*** Opening AVAILABLE DATA ***

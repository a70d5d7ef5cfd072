//! FundMe Contract
//!
//! Custodies CSPR deposits for a single owner.
//!
//! - `fund`: payable; the attached value must be worth at least 50 USD at the
//!   price feed's latest price. Each qualifying deposit is added to the
//!   funder's running total and appended to the funder sequence.
//! - `withdraw`: owner only; sends the whole balance to the owner and resets
//!   every recorded amount and the funder sequence.
//!
//! Every entry point is all-or-nothing: a revert discards storage writes and
//! returns the attached value to the caller.

use odra::prelude::*;
use odra::casper_types::U512;

use crate::access_control::AccessControl;
use crate::errors::FundMeError;
use crate::events::{Funded, Withdrawn};
use crate::price_converter::{self, PriceConverter, MINIMUM_USD};
use crate::types::SweepPlan;

/// FundMe ledger contract
#[odra::module(events = [Funded, Withdrawn])]
pub struct FundMe {
    /// Owner guard
    access: SubModule<AccessControl>,
    /// Price feed address (immutable after init)
    price_feed: Var<Address>,
    /// Cumulative amount per funder in the current round
    address_to_amount_funded: Mapping<Address, U512>,
    /// Funder sequence: index -> funder, one entry per qualifying deposit
    funders: Mapping<u32, Address>,
    /// Funder sequence length; slots at or past it are stale
    funders_len: Var<u32>,
}

#[odra::module]
impl FundMe {
    /// Initialize with the price feed. The deployer becomes the owner.
    pub fn init(&mut self, price_feed: Address) {
        let deployer = self.env().caller();
        self.access.initialize(deployer);
        self.price_feed.set(price_feed);
        self.funders_len.set(0);
    }

    // ========== Ledger ==========

    /// Deposit the attached CSPR
    #[odra(payable)]
    pub fn fund(&mut self) {
        let caller = self.env().caller();
        let amount = self.env().attached_value();

        let usd_value = self.unwrap_or_revert(PriceConverter::conversion_rate(
            &self.env(),
            self.get_price_feed(),
            amount,
        ));
        if !price_converter::meets_minimum(usd_value) {
            self.env().revert(FundMeError::InsufficientValue);
        }

        let funded = self.address_to_amount_funded.get(&caller).unwrap_or_default();
        let total = self.unwrap_or_revert(
            funded.checked_add(amount).ok_or(FundMeError::ArithmeticOverflow),
        );

        let index = self.funders_len.get().unwrap_or(0);
        let next_len = self.unwrap_or_revert(
            index.checked_add(1).ok_or(FundMeError::ArithmeticOverflow),
        );

        self.address_to_amount_funded.set(&caller, total);
        self.funders.set(&index, caller);
        self.funders_len.set(next_len);

        self.env().emit_event(Funded {
            funder: caller,
            amount,
            usd_value,
        });
    }

    // ========== Sweep (Owner Only) ==========

    /// Send the whole balance to the owner and reset the round
    pub fn withdraw(&mut self) {
        self.access.require_owner();

        let plan = self.stage_sweep();
        self.commit_sweep(plan);
    }

    // ========== View Functions ==========

    /// Cumulative amount funded by `funder` in the current round
    pub fn get_address_to_amount_funded(&self, funder: Address) -> U512 {
        self.address_to_amount_funded.get(&funder).unwrap_or_default()
    }

    /// Funder at `index` in the sequence
    pub fn get_funder(&self, index: u32) -> Address {
        let funder = if index < self.get_funders_count() {
            self.funders.get(&index)
        } else {
            None
        };
        match funder {
            Some(funder) => funder,
            None => self.env().revert(FundMeError::FunderIndexOutOfRange),
        }
    }

    /// Length of the funder sequence
    pub fn get_funders_count(&self) -> u32 {
        self.funders_len.get().unwrap_or(0)
    }

    pub fn get_owner(&self) -> Address {
        self.access.get_owner()
    }

    pub fn get_price_feed(&self) -> Address {
        match self.price_feed.get() {
            Some(feed) => feed,
            None => self.env().revert(FundMeError::InvalidConfig),
        }
    }

    /// Version of the price feed interface
    pub fn get_version(&self) -> u64 {
        PriceConverter::version(&self.env(), self.get_price_feed())
    }

    /// USD value (1e18) of `amount` motes at the latest price
    pub fn get_conversion_rate(&self, amount: U512) -> U512 {
        self.unwrap_or_revert(PriceConverter::conversion_rate(
            &self.env(),
            self.get_price_feed(),
            amount,
        ))
    }

    /// Minimum contribution in USD (1e18)
    pub fn get_minimum_usd(&self) -> U512 {
        U512::from(MINIMUM_USD)
    }

    /// Custodied balance
    pub fn get_balance(&self) -> U512 {
        self.env().self_balance()
    }

    // ========== Internal Functions ==========

    /// Read everything the sweep needs and run every check. No writes.
    fn stage_sweep(&self) -> SweepPlan {
        let recipient = self.access.get_owner();
        self.unwrap_or_revert(ensure_transferable(&recipient));

        SweepPlan {
            recipient,
            amount: self.env().self_balance(),
            funders_cleared: self.get_funders_count(),
        }
    }

    fn commit_sweep(&mut self, plan: SweepPlan) {
        for index in 0..plan.funders_cleared {
            if let Some(funder) = self.funders.get(&index) {
                self.address_to_amount_funded.set(&funder, U512::zero());
            }
        }
        self.funders_len.set(0);

        if !plan.amount.is_zero() {
            self.env().transfer_tokens(&plan.recipient, &plan.amount);
        }

        self.env().emit_event(Withdrawn {
            recipient: plan.recipient,
            amount: plan.amount,
            funders_cleared: plan.funders_cleared,
        });
    }
}

impl FundMe {
    fn unwrap_or_revert<T>(&self, result: Result<T, FundMeError>) -> T {
        match result {
            Ok(value) => value,
            Err(error) => self.env().revert(error),
        }
    }
}

/// Native CSPR can only be sent directly to an account.
pub fn ensure_transferable(recipient: &Address) -> Result<(), FundMeError> {
    match recipient {
        Address::Contract(_) => Err(FundMeError::TransferFailed),
        _ => Ok(()),
    }
}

*** Closing AVAILABLE DATA ***

▸ HOW TO COMPLETE THIS TASK: Could you return the lines in the entries above that contain "current"?

▸ COMPLETED EXERCISE:
    /// Cumulative amount per funder in the current round
    /// Cumulative amount funded by `funder` in the current round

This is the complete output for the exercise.